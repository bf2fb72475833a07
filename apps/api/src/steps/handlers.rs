use std::collections::HashSet;

use axum::{extract::Path, Json};
use serde::{Deserialize, Serialize};

use crate::errors::AppError;
use crate::models::document::DocumentType;
use crate::steps::config::{document_structure, step_rules, DocumentStructure, StepConfig, StepRule};
use crate::steps::navigation::{
    accessible_steps, completion_percentage, get_rule, get_step, get_step_by_component,
    is_complete, next_accessible_step, optional_steps, previous_accessible_step, required_steps,
};

#[derive(Debug, Serialize)]
#[serde(rename_all = "camelCase")]
pub struct StructureResponse {
    #[serde(flatten)]
    pub structure: DocumentStructure,
    pub rules: &'static [StepRule],
    pub required_steps: Vec<&'static str>,
    pub optional_steps: Vec<&'static str>,
}

#[derive(Debug, Serialize)]
pub struct StepDetail {
    pub step: &'static StepConfig,
    pub rule: Option<&'static StepRule>,
}

#[derive(Debug, Deserialize)]
#[serde(rename_all = "camelCase")]
pub struct ProgressRequest {
    pub current_step: Option<String>,
    #[serde(default)]
    pub completed_steps: Vec<String>,
}

#[derive(Debug, Serialize)]
#[serde(rename_all = "camelCase")]
pub struct ProgressResponse {
    pub document_type: DocumentType,
    pub accessible_steps: Vec<&'static str>,
    pub next_step: Option<&'static StepConfig>,
    pub previous_step: Option<&'static StepConfig>,
    pub completion_percentage: u8,
    pub complete: bool,
    /// Required steps not yet in the completed set, in wizard order.
    pub remaining_required: Vec<&'static str>,
}

pub(crate) fn parse_document_type(raw: &str) -> Result<DocumentType, AppError> {
    raw.parse::<DocumentType>().map_err(AppError::Validation)
}

/// GET /api/v1/steps/:document_type
pub async fn handle_get_structure(
    Path(document_type): Path<String>,
) -> Result<Json<StructureResponse>, AppError> {
    let document_type = parse_document_type(&document_type)?;
    Ok(Json(StructureResponse {
        structure: document_structure(document_type),
        rules: step_rules(document_type),
        required_steps: required_steps(document_type),
        optional_steps: optional_steps(document_type),
    }))
}

/// GET /api/v1/steps/:document_type/components/:component
/// Resolves the step a client-side component renders.
pub async fn handle_get_step_by_component(
    Path((document_type, component)): Path<(String, String)>,
) -> Result<Json<StepDetail>, AppError> {
    let document_type = parse_document_type(&document_type)?;
    let step = get_step_by_component(document_type, &component).ok_or_else(|| {
        AppError::NotFound(format!(
            "No {} step uses component '{component}'",
            document_type.label()
        ))
    })?;
    Ok(Json(StepDetail {
        step,
        rule: get_rule(document_type, step.id),
    }))
}

/// POST /api/v1/steps/:document_type/progress
///
/// Given the steps the client has finished, reports what is open, where to go next,
/// and how far along the wizard is.
pub async fn handle_progress(
    Path(document_type): Path<String>,
    Json(req): Json<ProgressRequest>,
) -> Result<Json<ProgressResponse>, AppError> {
    let document_type = parse_document_type(&document_type)?;
    let completed: HashSet<String> = req.completed_steps.into_iter().collect();

    let (next_step, previous_step) = match req.current_step.as_deref() {
        Some(current) => {
            if get_step(document_type, current).is_none() {
                return Err(AppError::NotFound(format!(
                    "Step '{current}' does not exist for {}",
                    document_type.label()
                )));
            }
            (
                next_accessible_step(document_type, current, &completed),
                previous_accessible_step(document_type, current, &completed),
            )
        }
        None => (None, None),
    };

    Ok(Json(ProgressResponse {
        document_type,
        accessible_steps: accessible_steps(document_type, &completed),
        next_step,
        previous_step,
        completion_percentage: completion_percentage(document_type, &completed),
        complete: is_complete(document_type, &completed),
        remaining_required: required_steps(document_type)
            .into_iter()
            .filter(|id| !completed.contains(*id))
            .collect(),
    }))
}

#[cfg(test)]
mod tests {
    use super::*;

    #[tokio::test]
    async fn test_structure_rejects_unknown_type() {
        let result = handle_get_structure(Path("letter".to_string())).await;
        assert!(matches!(result, Err(AppError::Validation(_))));
    }

    #[tokio::test]
    async fn test_progress_reports_next_and_percentage() {
        let Json(resp) = handle_progress(
            Path("resume".to_string()),
            Json(ProgressRequest {
                current_step: Some("personal-info".to_string()),
                completed_steps: vec!["personal-info".to_string()],
            }),
        )
        .await
        .unwrap();

        assert_eq!(resp.completion_percentage, 20);
        assert_eq!(resp.next_step.map(|s| s.id), Some("experience"));
        assert!(resp.previous_step.is_none());
        assert!(!resp.complete);
        assert_eq!(resp.remaining_required, vec!["experience", "education", "review"]);
    }

    #[tokio::test]
    async fn test_structure_lists_required_and_optional() {
        let Json(resp) = handle_get_structure(Path("cv".to_string())).await.unwrap();
        assert_eq!(resp.structure.steps.len(), 8);
        assert_eq!(resp.rules.len(), 8);
        assert!(resp.optional_steps.contains(&"publications"));
        assert!(resp.required_steps.contains(&"review"));
        assert_eq!(resp.required_steps.len() + resp.optional_steps.len(), 8);
    }

    #[tokio::test]
    async fn test_step_by_component() {
        let Json(detail) = handle_get_step_by_component(Path((
            "biodata".to_string(),
            "FamilyStep".to_string(),
        )))
        .await
        .unwrap();
        assert_eq!(detail.step.id, "family");
        assert!(detail.rule.is_some_and(|r| r.required));

        let missing = handle_get_step_by_component(Path((
            "resume".to_string(),
            "FamilyStep".to_string(),
        )))
        .await;
        assert!(matches!(missing, Err(AppError::NotFound(_))));
    }

    #[tokio::test]
    async fn test_progress_unknown_current_step() {
        let result = handle_progress(
            Path("cv".to_string()),
            Json(ProgressRequest {
                current_step: Some("family".to_string()),
                completed_steps: vec![],
            }),
        )
        .await;
        assert!(matches!(result, Err(AppError::NotFound(_))));
    }
}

WHAT IS NEEDED: Would you print exactly, and only, the lines of the data above from the line with "pub remaining_required: Vec<&'static" through the line with "let completed: HashSet<String>", inclusive?

EXERCISE RESULT:
    pub remaining_required: Vec<&'static str>,
}

pub(crate) fn parse_document_type(raw: &str) -> Result<DocumentType, AppError> {
    raw.parse::<DocumentType>().map_err(AppError::Validation)
}

/// GET /api/v1/steps/:document_type
pub async fn handle_get_structure(
    Path(document_type): Path<String>,
) -> Result<Json<StructureResponse>, AppError> {
    let document_type = parse_document_type(&document_type)?;
    Ok(Json(StructureResponse {
        structure: document_structure(document_type),
        rules: step_rules(document_type),
        required_steps: required_steps(document_type),
        optional_steps: optional_steps(document_type),
    }))
}

/// GET /api/v1/steps/:document_type/components/:component
/// Resolves the step a client-side component renders.
pub async fn handle_get_step_by_component(
    Path((document_type, component)): Path<(String, String)>,
) -> Result<Json<StepDetail>, AppError> {
    let document_type = parse_document_type(&document_type)?;
    let step = get_step_by_component(document_type, &component).ok_or_else(|| {
        AppError::NotFound(format!(
            "No {} step uses component '{component}'",
            document_type.label()
        ))
    })?;
    Ok(Json(StepDetail {
        step,
        rule: get_rule(document_type, step.id),
    }))
}

/// POST /api/v1/steps/:document_type/progress
///
/// Given the steps the client has finished, reports what is open, where to go next,
/// and how far along the wizard is.
pub async fn handle_progress(
    Path(document_type): Path<String>,
    Json(req): Json<ProgressRequest>,
) -> Result<Json<ProgressResponse>, AppError> {
    let document_type = parse_document_type(&document_type)?;
    let completed: HashSet<String> = req.completed_steps.into_iter().collect();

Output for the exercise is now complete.